There is a huge amount written about what VCs look for in startups and how entrepreneurs should present their businesses and ideas in order to obtain funding, but very little on the other side of this relationship: how entrepreneurs view VCs and what they are looking for from them.

So we tapped into our network and spoke to three UK-based technology entrepreneurs who’ve previously raised funds from VCs to discover what they think about VCs and what they want from them. We’ve removed their names for the purpose of anonymity, but the comments are very real. 

Yes, it comes down to money, but it is much more than that. Entrepreneurs want clarity from VCs, they want partners that understand them, who won’t waste their time and will give them the best possible chance of achieving their dreams.

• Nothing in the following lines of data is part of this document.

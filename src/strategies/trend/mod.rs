//! Trend Following Strategy
//!
//! Active while the market is TRENDING.
//!
//! ## Entry Logic (Long only)
//! 1. Price above the fast EMA, fast EMA above the slow EMA
//! 2. ADX at or above `min_adx` on the scan timeframe
//!
//! ## Pyramiding
//! While the regime is still TRENDING and the held long is at least
//! `pyramid_step_pct` in profit, an additive signal is emitted, up to
//! `max_adds` per position.
//!
//! ## Exit Logic
//! 1. Price closes below the slow EMA, or the EMAs cross down
//! 2. Fixed stop, take profit and a ratcheting trailing stop (risk manager)

mod config;
mod strategy;

pub use config::TrendConfig;
pub use strategy::TrendStrategy;
//! Scalp Strategy Configuration

use serde::{Deserialize, Serialize};

/// Configuration for the Scalp strategy
#[derive(Debug, Clone, Serialize, Deserialize)]
#[serde(default)]
pub struct ScalpConfig {
    /// RSI below this qualifies a long setup
    pub rsi_oversold: f64,
    /// RSI above this qualifies a short setup
    pub rsi_overbought: f64,
    /// RSI below this earns the extreme bonus on longs
    pub rsi_extreme_low: f64,
    /// RSI above this earns the extreme bonus on shorts
    pub rsi_extreme_high: f64,
    pub base_score: u32,
    pub extreme_bonus: u32,
    pub min_score: u32,
    pub size_fraction: f64,
    pub allow_short: bool,
    /// Only trade pairs flagged as deeply liquid
    pub require_liquid: bool,
    /// Multiplier on the base stop distance
    pub stop_multiplier: f64,
    pub take_profit_pct: f64,
    pub max_hold_minutes: i64,
}

impl Default for ScalpConfig {
    fn default() -> Self {
        ScalpConfig {
            rsi_oversold: 30.0,
            rsi_overbought: 70.0,
            rsi_extreme_low: 25.0,
            rsi_extreme_high: 75.0,
            base_score: 85,
            extreme_bonus: 10,
            min_score: 85,
            size_fraction: 0.05,
            allow_short: true,
            require_liquid: true,
            stop_multiplier: 0.3,
            take_profit_pct: 0.6,
            max_hold_minutes: 15,
        }
    }
}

10 things tech entrepreneurs said about Venture Capital firms:

  1. “Usually you just want the money. Some VCs will say they can add more value than others – be it through contacts, expertise, in-house support – but really you should be able to do those yourself.”
  2. “I want to know what makes that particular VC different or better than the others. Who is the portfolio manager? What is the team like? What is their experience? What do their exits look like? What is their risk appetite? Do they have any Unicorns in their portfolio? When did they start with them?”
  3. “Startups aren’t sure where they sit with VCs. They’ve all got different criteria and there can be an awful lot of time wasted. If you are pre-revenue, you don’t want to waste time going into meeting with people who only want to invest in businesses once they’ve hit cash flow break even.”
  4. “It is pretty difficult to find the right one, a bit haphazard actually. There are a variety of organisations who say they can connect you to VCs, I find them a bit parasitic.”
  5. “It is an interesting landscape. There are hundreds of VCs out there and it is hard to know where to start. There seems to be a lot of interest when you’ve got money coming in, much less so at the early stages. We worked with a big four accountant which had relationships with lots of VCs and knew what they are looking for.”
  6. “It is preferable if the VC you talk to at Series A stage is willing to commit to the journey and has the firepower to take you to your ultimate goal. If they’ve got other relevant companies in their portfolio then that is useful.”
  7. “Contacts and capability is all good stuff but what you really want is flexibility and someone willing to establish a genuine partnership with you. Can they follow you on your business journey? Series A is all good and well, but can they help you when you need Series B and Series C funding? Do they partners that might?”
  8. “The best investors are people who know what they are talking about and have entrepreneurial experience themselves. You forecasts will always be wrong and your customers will always be late. You need people willing to support you in good times and in bad.”
  9. “You don’t want to work with nasty people. The worst tend to be MBA-type fund managers that handle other people’s money. They aren’t prepared to take risks themselves, they just want the upside and they can often be nasty.”
  10. “There is no shortage of money out there, so to some extent you can choose who you want to work with. You want educated, intelligent money, people who understand your market, understand your business model and have contacts that can help you too.”